The caps fail in several ways, all of them can be deduced with an ESR meter to check the equivalent series resistance. IF the ESR is too high, it indicates a bad cap. The ESR differs based on the cap voltage and rating, most cheap ESR testers have a chart on them telling you the acceptable range for a cap of a given voltage and capacity.

You may want to purchase an $80 ESR tester off amazon/ebay and test those caps first, before settling on those being the problem. An ESR tester can test caps in-circuit, so you just remove the board and probe the leads on the back side.

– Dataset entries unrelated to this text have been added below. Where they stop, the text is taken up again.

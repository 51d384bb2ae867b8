//! Run Flow use case
//!
//! Drives one recommendation session through `home → input → result`.
//! Every state change goes through [`FlowState::apply`]; this controller
//! only allocates request ids and performs the effects the state asks for.

use crate::config::RequestParams;
use crate::ports::backend_gateway::BackendGateway;
use crate::ports::progress::RequestProgressNotifier;
use crate::use_cases::shared::post_with_timeout;
use culturemate_domain::{
    Domain, FlowEffect, FlowError, FlowEvent, FlowState, Outcome, RequestId,
};
use std::sync::Arc;
use tracing::{debug, info, warn};

/// Owns the flow state of one session and talks to the backend for it.
pub struct FlowController {
    gateway: Arc<dyn BackendGateway>,
    params: RequestParams,
    state: FlowState,
    next_request: u64,
}

impl FlowController {
    pub fn new(gateway: Arc<dyn BackendGateway>) -> Self {
        Self {
            gateway,
            params: RequestParams::default(),
            state: FlowState::new(),
            next_request: 0,
        }
    }

    pub fn with_params(mut self, params: RequestParams) -> Self {
        self.params = params;
        self
    }

    pub fn state(&self) -> &FlowState {
        &self.state
    }

    /// Pick a domain on the home step.
    pub fn start(&mut self, domain: Domain) -> Result<(), FlowError> {
        self.apply(FlowEvent::Start(domain))
    }

    /// Set one answer from raw text.
    pub fn edit(&mut self, field: &str, value: &str) -> Result<(), FlowError> {
        self.apply(FlowEvent::Edit {
            field: field.to_string(),
            value: value.to_string(),
        })
    }

    pub fn clear(&mut self, field: &str) -> Result<(), FlowError> {
        self.apply(FlowEvent::Clear {
            field: field.to_string(),
        })
    }

    pub fn back(&mut self) -> Result<(), FlowError> {
        self.apply(FlowEvent::Back)
    }

    /// Return from the result step to the input step, keeping the answers.
    pub fn revise(&mut self) -> Result<(), FlowError> {
        self.apply(FlowEvent::Revise)
    }

    /// Discard everything and go back home.
    pub fn restart(&mut self) {
        self.state.restart();
        debug!("Flow: restart -> {}", self.state.step());
    }

    /// Submit the current answers and wait for the backend.
    ///
    /// Issues at most one request. When the answers are incomplete or a
    /// request is already loading, the error is returned and nothing is sent.
    /// Transport and backend failures are not errors here: they land in the
    /// state as [`culturemate_domain::Outcome::Failed`].
    pub async fn submit(&mut self, progress: &dyn RequestProgressNotifier) -> Result<(), FlowError> {
        let request_id = self.allocate_request_id();
        let effect = self.state.apply(FlowEvent::Submit { request_id })?;
        let FlowEffect::Dispatch {
            request_id,
            request,
        } = effect
        else {
            return Ok(());
        };

        let label = self
            .state
            .domain()
            .map(|domain| domain.as_str())
            .unwrap_or("request");
        info!("Submitting {} request {}", label, request_id);
        progress.on_request_start(label);

        let response = post_with_timeout(
            self.gateway.as_ref(),
            request.endpoint,
            &request.body,
            self.params.recommend_timeout,
        )
        .await
        .map_err(|e| {
            warn!("Request {} failed: {}", request_id, e);
            e.to_failure()
        });

        match self.apply(FlowEvent::Resolved {
            request_id,
            response,
        }) {
            Ok(()) => {}
            Err(e) if e.is_ignorable() => debug!("Dropped response: {}", e),
            Err(e) => return Err(e),
        }

        let success = match self.state.outcome() {
            Outcome::Ready(cards) => {
                info!("Request {} returned {} result(s)", request_id, cards.len());
                true
            }
            Outcome::Failed(failure) => {
                info!("Request {} failed: {}", request_id, failure.kind);
                false
            }
            _ => false,
        };
        progress.on_request_complete(label, success);
        Ok(())
    }

    fn allocate_request_id(&mut self) -> RequestId {
        self.next_request += 1;
        RequestId(self.next_request)
    }

    fn apply(&mut self, event: FlowEvent) -> Result<(), FlowError> {
        let name = event.name();
        match self.state.apply(event) {
            Ok(_) => {
                debug!("Flow: {} -> {}", name, self.state.step());
                Ok(())
            }
            Err(e) => {
                debug!("Flow rejected {}: {}", name, e);
                Err(e)
            }
        }
    }
}

#[cfg(test)]
mod tests {
    use super::*;
    use crate::ports::backend_gateway::GatewayError;
    use crate::ports::progress::NoProgress;
    use crate::use_cases::testing::{RecordingProgress, ScriptedGateway};
    use culturemate_domain::{ErrorKind, Step};
    use serde_json::json;
    use std::time::Duration;

    fn controller(gateway: Arc<ScriptedGateway>) -> FlowController {
        FlowController::new(gateway)
    }

    fn fill_tour(controller: &mut FlowController) {
        controller.start(Domain::Tour).unwrap();
        controller.edit("query", "바다").unwrap();
        controller.edit("topK", "3").unwrap();
    }

    #[tokio::test]
    async fn test_submit_success_shows_cards() {
        let gateway = Arc::new(ScriptedGateway::new(vec![Ok(json!([
            {"title": "해운대", "address": "부산", "description": "바다"}
        ]))]));
        let mut controller = controller(gateway.clone());
        fill_tour(&mut controller);

        let progress = RecordingProgress::default();
        controller.submit(&progress).await.unwrap();

        assert_eq!(controller.state().step(), Step::Result);
        let cards = controller.state().results().unwrap();
        assert_eq!(cards.len(), 1);
        assert_eq!(cards[0].title, "해운대");

        let calls = gateway.calls();
        assert_eq!(calls.len(), 1);
        assert_eq!(calls[0].0, "/search/tour");
        assert_eq!(calls[0].1, json!({"query": "바다", "top_k": 3}));
        assert_eq!(
            progress.events(),
            vec!["start:tour".to_string(), "complete:tour:true".to_string()]
        );
    }

    #[tokio::test]
    async fn test_incomplete_submit_sends_nothing() {
        let gateway = Arc::new(ScriptedGateway::new(vec![]));
        let mut controller = controller(gateway.clone());
        controller.start(Domain::Festival).unwrap();
        controller.edit("region", "서울").unwrap();

        let err = controller.submit(&NoProgress).await.unwrap_err();
        assert!(matches!(err, FlowError::Incomplete { .. }));
        assert_eq!(controller.state().step(), Step::Input);
        assert!(gateway.calls().is_empty());
    }

    #[tokio::test]
    async fn test_backend_error_detail_is_shown() {
        let gateway = Arc::new(ScriptedGateway::new(vec![Err(GatewayError::Status {
            status: 500,
            detail: Some("DB down".to_string()),
        })]));
        let mut controller = controller(gateway);
        fill_tour(&mut controller);

        let progress = RecordingProgress::default();
        controller.submit(&progress).await.unwrap();

        let failure = controller.state().error().unwrap();
        assert_eq!(failure.kind, ErrorKind::BackendError);
        assert_eq!(failure.message, "DB down");
        assert!(controller.state().results().is_none());
        assert_eq!(progress.events()[1], "complete:tour:false");
    }

    #[tokio::test]
    async fn test_unreachable_backend() {
        let gateway = Arc::new(ScriptedGateway::new(vec![Err(
            GatewayError::ConnectionError("refused".to_string()),
        )]));
        let mut controller = controller(gateway);
        fill_tour(&mut controller);
        controller.submit(&NoProgress).await.unwrap();

        assert_eq!(
            controller.state().error().unwrap().kind,
            ErrorKind::TransportUnreachable
        );
    }

    #[tokio::test]
    async fn test_malformed_payload_becomes_failure() {
        let gateway = Arc::new(ScriptedGateway::new(vec![Ok(json!({"oops": true}))]));
        let mut controller = controller(gateway);
        fill_tour(&mut controller);
        controller.submit(&NoProgress).await.unwrap();

        assert_eq!(
            controller.state().error().unwrap().kind,
            ErrorKind::MalformedResponse
        );
    }

    #[tokio::test]
    async fn test_slow_backend_times_out() {
        let gateway = Arc::new(
            ScriptedGateway::new(vec![Ok(json!([]))]).with_delay(Duration::from_millis(500)),
        );
        let mut controller = controller(gateway)
            .with_params(RequestParams::default().with_recommend_timeout(Duration::from_millis(20)));
        fill_tour(&mut controller);
        controller.submit(&NoProgress).await.unwrap();

        assert_eq!(
            controller.state().error().unwrap().kind,
            ErrorKind::TransportTimeout
        );
    }

    #[tokio::test]
    async fn test_retry_from_result_issues_new_request() {
        let gateway = Arc::new(ScriptedGateway::new(vec![
            Err(GatewayError::Timeout),
            Ok(json!([])),
        ]));
        let mut controller = controller(gateway.clone());
        fill_tour(&mut controller);

        controller.submit(&NoProgress).await.unwrap();
        assert!(controller.state().error().is_some());

        controller.submit(&NoProgress).await.unwrap();
        assert_eq!(controller.state().outcome(), &Outcome::Ready(vec![]));
        assert_eq!(gateway.calls().len(), 2);
    }

    #[tokio::test]
    async fn test_revise_then_resubmit_with_changed_answers() {
        let gateway = Arc::new(ScriptedGateway::new(vec![Ok(json!([])), Ok(json!([]))]));
        let mut controller = controller(gateway.clone());
        fill_tour(&mut controller);
        controller.submit(&NoProgress).await.unwrap();

        controller.revise().unwrap();
        assert_eq!(controller.state().step(), Step::Input);
        controller.edit("topK", "7").unwrap();
        controller.submit(&NoProgress).await.unwrap();

        let calls = gateway.calls();
        assert_eq!(calls[1].1["top_k"], json!(7));
    }

    #[tokio::test]
    async fn test_restart_resets_to_fresh_state() {
        let gateway = Arc::new(ScriptedGateway::new(vec![Ok(json!([]))]));
        let mut controller = controller(gateway);
        fill_tour(&mut controller);
        controller.submit(&NoProgress).await.unwrap();

        controller.restart();
        assert_eq!(controller.state(), &FlowState::new());
    }

    #[test]
    fn test_edit_outside_input_is_rejected() {
        let gateway = Arc::new(ScriptedGateway::new(vec![]));
        let mut controller = controller(gateway);
        let err = controller.edit("query", "바다").unwrap_err();
        assert!(matches!(err, FlowError::InvalidTransition { .. }));
    }
}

I'm guessing there is another board on the LCD itself which has drivers for the LCD, there doesn't seem to be the typical VLSI logic or enough wires coming off that board to actually drive the LCD segments.
 
Perry,
Thanks for the info. Attached is a image of the board on the LCD itself. I have one coming to see if that fixes it. Was $50. They were also used in Toshiba laptops back in the day. After looking at the Fanuc board on top the area that I put the red square around I believe is only for the back light power. So the hot glued cap shouldn't be a issue. If the new LCD does not fix it I will see about getting a ESR tester. Or maybe just replace the caps since cost right now is a major concern. I blew ALL of my money and then some just getting the machine home.
8.4in LCD (3)sm.jpg
Donny
 
The good news is the $49 Sharp Monitor fixed the display. So the Fanuc Board was not the problem. By taking it apart and chasing part numbers I saved $2800. Yesterday before the new monitor showed up I powered it up to find a 910 SRAM Parity (4n) Error. The machine came with no Parameters and my cable hadn't showed up yet so I couldn't back them up. Looks like the only fix it to clear the memory and enter the parameters. But I have none. Now what?